§ About this task: Go through the records and give the number of lines that include "derive", with nothing else.

§ Input material:
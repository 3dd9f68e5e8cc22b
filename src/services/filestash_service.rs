//! Filestash session API client.

use crate::{
    config::AppConfig,
    errors::{BridgeError, BridgeResult},
    models::{
        credentials::StorageCredentials,
        session::{SessionCookies, SessionRequest},
    },
};
use axum::http::header::SET_COOKIE;
use tracing::{debug, warn};

#[derive(Clone)]
pub struct FilestashClient {
    http: reqwest::Client,
    session_endpoint: String,
    api_key: String,
    /// S3 endpoint Filestash should talk to with the issued credentials.
    storage_endpoint: String,
}

impl FilestashClient {
    pub fn new(http: reqwest::Client, config: &AppConfig) -> Self {
        Self {
            http,
            session_endpoint: format!("{}/api/session", config.filestash_url),
            api_key: config.filestash_api_key.clone(),
            storage_endpoint: config.minio_url.clone(),
        }
    }

    /// Open an S3-backed Filestash session and return its cookies.
    pub async fn create_session(&self, creds: &StorageCredentials) -> BridgeResult<SessionCookies> {
        let resp = self
            .http
            .post(&self.session_endpoint)
            .query(&[("key", self.api_key.as_str())])
            .json(&SessionRequest::s3(&self.storage_endpoint, creds))
            .send()
            .await
            .map_err(|e| {
                BridgeError::SessionEstablish(format!(
                    "session request failed: {}",
                    e.without_url()
                ))
            })?;

        let status = resp.status();
        if !status.is_success() {
            warn!(%status, "Filestash refused the session");
            return Err(BridgeError::SessionEstablish(format!(
                "Filestash returned {status}"
            )));
        }

        let cookies = resp.headers().get_all(SET_COOKIE).iter().cloned().collect();
        let cookies = SessionCookies::new(cookies).ok_or_else(|| {
            BridgeError::SessionEstablish("Filestash response carries no `Set-Cookie`".into())
        })?;
        debug!(count = cookies.values().len(), "Filestash issued session cookies");
        Ok(cookies)
    }
}
//! Reverse-proxy awareness.
//!
//! `X-Forwarded-For`, `X-Forwarded-Proto` and `X-Forwarded-Host` are trusted
//! from any peer. The resolved values are stored on the request as
//! [`ForwardedInfo`] and recorded on the request span.

use axum::{
    extract::{ConnectInfo, Request},
    http::HeaderMap,
    middleware::Next,
    response::Response,
};
use std::net::SocketAddr;
use tracing::{Instrument, debug, info_span};

pub const X_FORWARDED_FOR: &str = "x-forwarded-for";
pub const X_FORWARDED_PROTO: &str = "x-forwarded-proto";
pub const X_FORWARDED_HOST: &str = "x-forwarded-host";

#[derive(Debug, Clone, Default, PartialEq, Eq)]
pub struct ForwardedInfo {
    /// Original client address: first `X-Forwarded-For` hop, else the socket peer.
    pub client: Option<String>,
    pub proto: Option<String>,
    pub host: Option<String>,
}

impl ForwardedInfo {
    pub fn from_parts(headers: &HeaderMap, peer: Option<SocketAddr>) -> Self {
        Self {
            client: first_value(headers, X_FORWARDED_FOR)
                .or_else(|| peer.map(|addr| addr.ip().to_string())),
            proto: first_value(headers, X_FORWARDED_PROTO),
            host: first_value(headers, X_FORWARDED_HOST),
        }
    }
}

/// First comma-separated entry of a header, trimmed.
fn first_value(headers: &HeaderMap, name: &str) -> Option<String> {
    headers
        .get(name)
        .and_then(|v| v.to_str().ok())
        .and_then(|v| v.split(',').next())
        .map(str::trim)
        .filter(|v| !v.is_empty())
        .map(str::to_string)
}

/// Middleware attaching [`ForwardedInfo`] and a per-request span.
pub async fn track_forwarded(mut req: Request, next: Next) -> Response {
    let peer = req
        .extensions()
        .get::<ConnectInfo<SocketAddr>>()
        .map(|ConnectInfo(addr)| *addr);
    let info = ForwardedInfo::from_parts(req.headers(), peer);

    let span = info_span!(
        "request",
        method = %req.method(),
        path = %req.uri().path(),
        client = info.client.as_deref().unwrap_or("-"),
        proto = info.proto.as_deref().unwrap_or("-"),
        host = info.host.as_deref().unwrap_or("-"),
    );
    req.extensions_mut().insert(info);

    async move {
        let response = next.run(req).await;
        debug!(status = %response.status(), "request finished");
        response
    }
    .instrument(span)
    .await
}

#[cfg(test)]
mod tests {
    use super::*;
    use axum::http::HeaderValue;

    #[test]
    fn prefers_first_forwarded_hop() {
        let mut headers = HeaderMap::new();
        headers.insert(
            X_FORWARDED_FOR,
            HeaderValue::from_static("203.0.113.7, 10.0.0.2"),
        );
        headers.insert(X_FORWARDED_PROTO, HeaderValue::from_static("https"));
        headers.insert(X_FORWARDED_HOST, HeaderValue::from_static("files.example.com"));

        let peer: SocketAddr = "10.0.0.2:41000".parse().unwrap();
        let info = ForwardedInfo::from_parts(&headers, Some(peer));

        assert_eq!(info.client.as_deref(), Some("203.0.113.7"));
        assert_eq!(info.proto.as_deref(), Some("https"));
        assert_eq!(info.host.as_deref(), Some("files.example.com"));
    }

    #[test]
    fn falls_back_to_socket_peer() {
        let peer: SocketAddr = "192.0.2.10:5555".parse().unwrap();
        let info = ForwardedInfo::from_parts(&HeaderMap::new(), Some(peer));
        assert_eq!(info.client.as_deref(), Some("192.0.2.10"));
        assert_eq!(info.proto, None);

        assert_eq!(
            ForwardedInfo::from_parts(&HeaderMap::new(), None),
            ForwardedInfo::default()
        );
    }
}
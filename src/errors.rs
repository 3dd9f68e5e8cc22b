use axum::{
    Json,
    http::StatusCode,
    response::{IntoResponse, Response},
};
use serde_json::json;
use thiserror::Error;

/// Every way the login bridge can fail.
///
/// Messages never carry token, credential, client secret or API key values;
/// they are rendered verbatim into the HTTP error body.
#[derive(Debug, Error)]
pub enum BridgeError {
    /// The identity provider refused the code or answered with an unexpected shape.
    #[error("identity provider token exchange failed: {0}")]
    UpstreamAuth(String),

    /// The STS federation call failed or returned unusable credentials.
    #[error("storage credential exchange failed: {0}")]
    UpstreamStorage(String),

    /// The file browser did not hand out a session cookie.
    #[error("file browser session could not be established: {0}")]
    SessionEstablish(String),

    #[error("authorization code missing from callback")]
    MissingCode,

    /// Startup validation failure. Fatal before the listener is bound.
    #[error("configuration error: {0}")]
    Configuration(String),
}

pub type BridgeResult<T> = Result<T, BridgeError>;

impl BridgeError {
    pub fn status(&self) -> StatusCode {
        match self {
            BridgeError::UpstreamAuth(_)
            | BridgeError::UpstreamStorage(_)
            | BridgeError::SessionEstablish(_) => StatusCode::BAD_GATEWAY,
            BridgeError::MissingCode => StatusCode::BAD_REQUEST,
            BridgeError::Configuration(_) => StatusCode::INTERNAL_SERVER_ERROR,
        }
    }
}

impl IntoResponse for BridgeError {
    fn into_response(self) -> Response {
        let status = self.status();
        let body = Json(json!({
            "error": self.to_string(),
            "status": status.as_u16()
        }));

        (status, body).into_response()
    }
}

#[cfg(test)]
mod tests {
    use super::*;

    #[test]
    fn upstream_failures_map_to_bad_gateway() {
        assert_eq!(
            BridgeError::UpstreamAuth("x".into()).status(),
            StatusCode::BAD_GATEWAY
        );
        assert_eq!(
            BridgeError::UpstreamStorage("x".into()).status(),
            StatusCode::BAD_GATEWAY
        );
        assert_eq!(
            BridgeError::SessionEstablish("x".into()).status(),
            StatusCode::BAD_GATEWAY
        );
        assert_eq!(BridgeError::MissingCode.status(), StatusCode::BAD_REQUEST);
    }

    #[test]
    fn error_response_is_never_a_redirect() {
        let resp = BridgeError::SessionEstablish("no cookie".into()).into_response();
        assert_eq!(resp.status(), StatusCode::BAD_GATEWAY);
        assert!(resp.headers().get(axum::http::header::LOCATION).is_none());
    }
}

§ Output for this exercise: 3